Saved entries
+ + +

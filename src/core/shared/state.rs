use std::sync::Arc;

use crate::core::config::AppConfig;
use crate::shared::utils::DbPool;
use crate::web::auth::AuthConfig;

pub struct AppState {
    pub conn: DbPool,
    pub config: AppConfig,
    pub auth: AuthConfig,
}

impl AppState {
    pub fn new(conn: DbPool, config: AppConfig) -> Arc<Self> {
        let auth = AuthConfig::from_settings(&config.auth);
        Arc::new(Self { conn, config, auth })
    }
}

impl std::fmt::Debug for AppState {
    fn fmt(&self, f: &mut std::fmt::Formatter<'_>) -> std::fmt::Result {
        f.debug_struct("AppState")
            .field("pool_size", &self.conn.state().connections)
            .field("server", &self.config.server)
            .finish()
    }
}
//! Database enum types.
//!
//! Roles, lesson difficulties and course categories are stored as short text
//! slugs so the schema stays readable from `psql`; these enums give them type
//! safety in Rust and validate values coming back from the database.

use diesel::deserialize::{self, FromSql};
use diesel::pg::{Pg, PgValue};
use diesel::serialize::{self, Output, ToSql};
use diesel::sql_types::Text;
use diesel::{AsExpression, FromSqlRow};
use serde::{Deserialize, Serialize};
use std::fmt;
use std::io::Write;
use std::str::FromStr;

#[derive(Debug, Clone, PartialEq, Eq, thiserror::Error)]
#[error("unknown {kind} '{value}'")]
pub struct UnknownVariant {
    pub kind: &'static str,
    pub value: String,
}

/// Implements the text round-trip shared by every slug enum.
macro_rules! text_enum {
    ($ty:ident, $kind:literal, { $($variant:ident => ($slug:literal, $label:literal)),+ $(,)? }) => {
        impl $ty {
            pub const ALL: &'static [$ty] = &[$($ty::$variant),+];

            pub fn as_str(&self) -> &'static str {
                match self {
                    $(Self::$variant => $slug),+
                }
            }

            pub fn label(&self) -> &'static str {
                match self {
                    $(Self::$variant => $label),+
                }
            }
        }

        impl fmt::Display for $ty {
            fn fmt(&self, f: &mut fmt::Formatter<'_>) -> fmt::Result {
                f.write_str(self.as_str())
            }
        }

        impl FromStr for $ty {
            type Err = UnknownVariant;

            fn from_str(s: &str) -> Result<Self, Self::Err> {
                match s.trim() {
                    $($slug => Ok(Self::$variant),)+
                    other => Err(UnknownVariant {
                        kind: $kind,
                        value: other.to_string(),
                    }),
                }
            }
        }

        impl ToSql<Text, Pg> for $ty {
            fn to_sql<'b>(&'b self, out: &mut Output<'b, '_, Pg>) -> serialize::Result {
                out.write_all(self.as_str().as_bytes())?;
                Ok(serialize::IsNull::No)
            }
        }

        impl FromSql<Text, Pg> for $ty {
            fn from_sql(bytes: PgValue<'_>) -> deserialize::Result<Self> {
                let value = <String as FromSql<Text, Pg>>::from_sql(bytes)?;
                value.parse().map_err(|e: UnknownVariant| e.into())
            }
        }
    };
}

// ============================================================================
// ROLES
// ============================================================================

#[derive(
    Debug, Clone, Copy, PartialEq, Eq, Hash, Serialize, Deserialize, AsExpression, FromSqlRow,
)]
#[diesel(sql_type = Text)]
#[serde(rename_all = "snake_case")]
pub enum Role {
    Student,
    Teacher,
    Admin,
}

text_enum!(Role, "role", {
    Student => ("student", "Student"),
    Teacher => ("teacher", "Teacher"),
    Admin => ("admin", "Admin"),
});

impl Default for Role {
    fn default() -> Self {
        Self::Student
    }
}

impl Role {
    /// Roles a visitor may pick on the public registration form.
    pub const SELF_REGISTERED: &'static [Role] = &[Role::Student, Role::Teacher];

    pub fn is_staff(&self) -> bool {
        matches!(self, Self::Admin)
    }

    /// Page a freshly logged-in user lands on.
    pub fn landing_path(&self) -> &'static str {
        use crate::core::urls::PageUrls;
        match self {
            Self::Student => PageUrls::STUDENT_DASHBOARD,
            Self::Teacher => PageUrls::TEACHER_DASHBOARD,
            Self::Admin => PageUrls::CERTIFICATE_ADMIN,
        }
    }
}

// ============================================================================
// LESSON DIFFICULTY
// ============================================================================

#[derive(
    Debug, Clone, Copy, PartialEq, Eq, Hash, Serialize, Deserialize, AsExpression, FromSqlRow,
)]
#[diesel(sql_type = Text)]
#[serde(rename_all = "snake_case")]
pub enum Difficulty {
    Beginner,
    Intermediate,
    Advanced,
}

text_enum!(Difficulty, "difficulty", {
    Beginner => ("beginner", "Beginner"),
    Intermediate => ("intermediate", "Intermediate"),
    Advanced => ("advanced", "Advanced"),
});

impl Default for Difficulty {
    fn default() -> Self {
        Self::Beginner
    }
}

// ============================================================================
// COURSE CATEGORY
// ============================================================================

#[derive(
    Debug, Clone, Copy, PartialEq, Eq, Hash, Serialize, Deserialize, AsExpression, FromSqlRow,
)]
#[diesel(sql_type = Text)]
#[serde(rename_all = "kebab-case")]
pub enum Category {
    WebDevelopment,
    MobileDevelopment,
    DataScience,
    ArtificialIntelligence,
    CloudComputing,
    Cybersecurity,
    Design,
    Business,
    Other,
}

text_enum!(Category, "category", {
    WebDevelopment => ("web-development", "Web Development"),
    MobileDevelopment => ("mobile-development", "Mobile Development"),
    DataScience => ("data-science", "Data Science"),
    ArtificialIntelligence => ("artificial-intelligence", "Artificial Intelligence"),
    CloudComputing => ("cloud-computing", "Cloud Computing"),
    Cybersecurity => ("cybersecurity", "Cybersecurity"),
    Design => ("design", "Design"),
    Business => ("business", "Business"),
    Other => ("other", "Other"),
});

impl Default for Category {
    fn default() -> Self {
        Self::Other
    }
}
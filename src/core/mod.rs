pub mod config;
pub mod shared;
pub mod urls;
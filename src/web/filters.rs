//! Custom Askama filters for web templates

use askama::Result;
use std::fmt::Display;

/// Shortens text to at most `max_len` characters, ending with an ellipsis.
pub fn excerpt<T: Display>(value: T, max_len: usize) -> Result<String> {
    let text = value.to_string();
    let text = text.trim();
    if text.chars().count() <= max_len {
        return Ok(text.to_string());
    }
    let cut: String = text.chars().take(max_len.saturating_sub(1)).collect();
    Ok(format!("{}…", cut.trim_end()))
}

/// `YYYY-MM-DD` part of a timestamp.
pub fn short_date<T: Display>(value: T) -> Result<String> {
    Ok(value.to_string().chars().take(10).collect())
}

/// Pluralize filter - returns singular or plural form based on count
pub fn plural<T: Display>(count: T, singular: &str, plural: &str) -> Result<String> {
    if count.to_string() == "1" {
        Ok(singular.to_string())
    } else {
        Ok(plural.to_string())
    }
}
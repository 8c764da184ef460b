diesel::table! {
    users (id) {
        id -> Uuid,
        username -> Varchar,
        email -> Nullable<Varchar>,
        display_name -> Nullable<Varchar>,
        password_hash -> Text,
        role -> Varchar,
        is_active -> Bool,
        date_joined -> Timestamptz,
    }
}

+ + +

* PROBLEM REQUIREMENTS *
If a line of the data contains "CloudComputing", copy it out.

* RESULT OF THE TASK *
    CloudComputing,
    CloudComputing => ("cloud-computing", "Cloud Computing"),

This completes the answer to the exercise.